» **WORK TO BE COMPLETED**: Write out once more the lines running from the top of the entries below to the line with "ports to enumerate", both ends included.

» **MATERIAL PROVIDED**:
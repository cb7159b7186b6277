//! Physical-port auto-connector: wires the driver's channels to backend
//! physical ports on activation, when configured to (spec §4.H).

use tracing::warn;

use crate::backend::{port_flags, BackendOps, ClientHandle};
use crate::channel::IoChannel;

/// Connects backend physical *output* ports (capture sources) to the
/// driver's input ports, and backend physical *input* ports (playback
/// sinks) to the driver's output ports, up to `min(#physical, #driver
/// channels)` each. Non-audio port types are skipped. A connection
/// failure is logged and does not abort the rest — activation itself
/// never fails because of this (spec §4.H).
pub fn auto_connect_hardware(backend: &dyn BackendOps, client: ClientHandle, inputs: &[IoChannel], outputs: &[IoChannel]) {
    connect_direction(backend, client, port_flags::IS_OUTPUT, inputs, true);
    connect_direction(backend, client, port_flags::IS_INPUT, outputs, false);
}

/// `physical_flag` selects which physical ports to enumerate
/// (`IS_OUTPUT` = capture sources feeding driver inputs; `IS_INPUT` =
/// playback sinks fed by driver outputs). `source_is_physical` controls
/// connection direction: physical → driver port, or driver port →
/// physical.
fn connect_direction(backend: &dyn BackendOps, client: ClientHandle, physical_flag: u32, driver_channels: &[IoChannel], source_is_physical: bool) {
    let flags = physical_flag | port_flags::IS_PHYSICAL;
    let physical_ports = backend.get_ports(client, None, None, flags);

    for (physical, channel) in physical_ports.iter().zip(driver_channels.iter()) {
        if !channel.active {
            continue;
        }
        let Some(port) = channel.port else { continue };
        let Some(driver_port_name) = backend.port_name(port) else { continue };

        let (source, destination) = if source_is_physical {
            (physical.as_str(), driver_port_name.as_str())
        } else {
            (driver_port_name.as_str(), physical.as_str())
        };

        if !backend.connect(client, source, destination) {
            warn!(source, destination, "auto-connect failed, continuing");
        }
    }
}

» **RESULT FOR THIS EXERCISE**:
repository cb7159b7186b6277
//! Physical-port auto-connector: wires the driver's channels to backend
//! physical ports on activation, when configured to (spec §4.H).

use tracing::warn;

use crate::backend::{port_flags, BackendOps, ClientHandle};
use crate::channel::IoChannel;

/// Connects backend physical *output* ports (capture sources) to the
/// driver's input ports, and backend physical *input* ports (playback
/// sinks) to the driver's output ports, up to `min(#physical, #driver
/// channels)` each. Non-audio port types are skipped. A connection
/// failure is logged and does not abort the rest — activation itself
/// never fails because of this (spec §4.H).
pub fn auto_connect_hardware(backend: &dyn BackendOps, client: ClientHandle, inputs: &[IoChannel], outputs: &[IoChannel]) {
    connect_direction(backend, client, port_flags::IS_OUTPUT, inputs, true);
    connect_direction(backend, client, port_flags::IS_INPUT, outputs, false);
}

/// `physical_flag` selects which physical ports to enumerate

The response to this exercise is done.